In November, the bosses of major polling groups wrote a joint column in Le Monde newspaper defending their business after almost all surveys forecast a victory for Hillary Clinton in November's US election. They admitted that polling was an inexact science, but stressed that the experts responsible for carrying out surveys were always improving their methods. 
"Criticism of them (polls) is nothing new and questioning their role in a democracy is legitimate and healthy," they wrote. "From our point of view, we are convinced of the strong link between polls and democracy and we note that conversely there are no free polls in a totalitarian state or under an authoritarian regime," they added. 

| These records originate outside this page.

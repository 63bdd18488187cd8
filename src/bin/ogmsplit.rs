//! Splits an OGM file by size, by time or at explicit cut points.

use anyhow::{bail, Context};
use clap::Parser;
use ogmkit::config::Config;
use ogmkit::format::ogm::format_ms;
use ogmkit::format::ogm::split::{
    find_splitpoints, output_base, output_name, parse_cuts, parse_size, parse_time, split,
    SplitMode, SplitOptions,
};
use ogmkit::format::ogm::stream::OgmReader;
use ogmkit::format::WriteSink;
use ogmkit::utils::init_logging;
use std::path::PathBuf;
use std::process::ExitCode;

#[derive(Parser, Debug)]
#[command(name = "ogmsplit")]
#[command(version)]
#[command(about = "Splits an OGM file into several smaller files")]
struct Args {
    /// Input file
    input: PathBuf,

    /// Output base name; defaults to the input name without extension
    #[arg(short, long)]
    output: Option<PathBuf>,

    /// Maximum size per file: N[MiB|MB|b], 700 MiB by default
    #[arg(short, long, conflicts_with_all = ["time", "cuts"])]
    size: Option<String>,

    /// Maximum length per file: HH:MM:SS.mmm or seconds
    #[arg(short, long, conflicts_with = "cuts")]
    time: Option<String>,

    /// Parts to keep: start-end, start+length or start-, comma separated
    #[arg(short, long)]
    cuts: Option<String>,

    /// Maximum number of files; the last one takes the rest
    #[arg(short = 'n', long)]
    num: Option<usize>,

    /// Only print the keyframes usable as split points
    #[arg(long)]
    print_splitpoints: bool,

    /// More log output; repeat for more detail
    #[arg(short, long, action = clap::ArgAction::Count)]
    verbose: u8,
}

fn split_options(args: &Args) -> anyhow::Result<SplitOptions> {
    let mode = match (&args.size, &args.time, &args.cuts) {
        (_, Some(time), _) => SplitMode::Time(parse_time(time)? * 1000.0),
        (_, _, Some(cuts)) => SplitMode::Cuts(parse_cuts(cuts)?),
        (Some(size), _, _) => SplitMode::Size(parse_size(size)?),
        _ => SplitMode::default(),
    };
    let options = SplitOptions {
        mode,
        max_files: args.num,
    };
    options.validate()?;
    Ok(options)
}

fn run(args: Args) -> anyhow::Result<()> {
    let config = Config::load().context("reading the configuration")?;
    let options = split_options(&args)?;
    let open = || OgmReader::open(&args.input);

    if args.print_splitpoints {
        let points = find_splitpoints(open()?, &config)?;
        for (i, point) in points.iter().enumerate() {
            println!(
                "split point {}: frame {}, {} bytes, {}",
                i,
                point.frameno,
                point.pos_bytes,
                format_ms(point.pos_time as i64, '.')
            );
        }
        return Ok(());
    }

    let (base, ext) = output_base(args.output.as_ref().unwrap_or(&args.input));
    let create = |n: usize| {
        let name = output_name(&base, &ext, n);
        log::info!("opening '{}'", name.display());
        WriteSink::create(name)
    };
    let (files, summary) = split(open, &options, &config, create)
        .with_context(|| format!("splitting '{}'", args.input.display()))?;
    if files.is_empty() {
        bail!("'{}' has no place to split at", args.input.display());
    }
    log::info!("{} files, {} bytes written", summary.files, summary.bytes_written);
    Ok(())
}

fn main() -> ExitCode {
    let args = Args::parse();
    init_logging(args.verbose);
    match run(args) {
        Ok(()) => ExitCode::SUCCESS,
        Err(e) => {
            eprintln!("ogmsplit: {:#}", e);
            ExitCode::FAILURE
        }
    }
}

#[cfg(test)]
mod tests {
    use super::*;
    use clap::CommandFactory;

    #[test]
    fn test_modes() {
        Args::command().debug_assert();
        let args = Args::parse_from(["ogmsplit", "in.ogm", "-t", "1:00"]);
        assert_eq!(split_options(&args).unwrap().mode, SplitMode::Time(60_000.0));
        let args = Args::parse_from(["ogmsplit", "in.ogm", "-s", "100"]);
        assert_eq!(split_options(&args).unwrap().mode, SplitMode::Size(100 * 1024 * 1024));
        let args = Args::parse_from(["ogmsplit", "in.ogm", "-c", "0-10", "-n", "2"]);
        assert!(split_options(&args).is_err());
        assert!(Args::try_parse_from(["ogmsplit", "in.ogm", "-s", "1", "-t", "5"]).is_err());
    }
}
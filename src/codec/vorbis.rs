use crate::{OgmError, Result};
use bytes::Bytes;

/// Parameters from a Vorbis identification header.
#[derive(Debug, Clone, Copy, PartialEq, Eq)]
pub struct VorbisInfo {
    pub version: u32,
    pub channels: u8,
    pub rate: u32,
    pub bitrate_upper: i32,
    pub bitrate_nominal: i32,
    pub bitrate_lower: i32,
}

impl VorbisInfo {
    pub fn parse(packet: &[u8]) -> Result<Self> {
        if packet.len() < 30 || packet[0] != 0x01 || !is_vorbis_packet(packet) {
            return Err(OgmError::MalformedHeader(
                "not a Vorbis identification header".into(),
            ));
        }

        let le32 = |at: usize| u32::from_le_bytes([packet[at], packet[at + 1], packet[at + 2], packet[at + 3]]);

        let info = VorbisInfo {
            version: le32(7),
            channels: packet[11],
            rate: le32(12),
            bitrate_upper: le32(16) as i32,
            bitrate_nominal: le32(20) as i32,
            bitrate_lower: le32(24) as i32,
        };

        if info.rate == 0 || info.channels == 0 {
            return Err(OgmError::MalformedHeader(
                "Vorbis header with zero rate or channels".into(),
            ));
        }

        Ok(info)
    }
}

/// Returns true if the packet carries the `vorbis` tag after its type byte.
pub fn is_vorbis_packet(packet: &[u8]) -> bool {
    packet.len() >= 7 && &packet[1..7] == b"vorbis"
}

/// Encoder seam used to prepend silence to a Vorbis stream.
///
/// Implementations wrap an actual Vorbis encoder configured from the stream's
/// three header packets; this crate never encodes audio itself.
pub trait SilenceEncoder {
    /// Encodes `samples` samples of silence and returns the packets with
    /// their granule positions relative to the start of the stream.
    fn encode_silence(&mut self, info: &VorbisInfo, samples: u64) -> Result<Vec<(Bytes, i64)>>;
}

French voters will cast ballots in April and in May in a two-round presidential election, followed by parliamentary elections in June. Polls currently tip the right wing Republicans candidate Fillon to become president, but he faces fierce competition from the far-right National Front as well as a range of independents and an as-yet-unknown Socialist party challenger. 
Manuel Valls, prime minister under unpopular President Francois Hollande until December, unveiled his program on Tuesday in his bid to clinch the nomination for the Socialist party which will hold its own primary later this month. The center-left Valls faces competition from more left wing opponents, including made-in-France champion, former industry minister Arnaud Montebourg.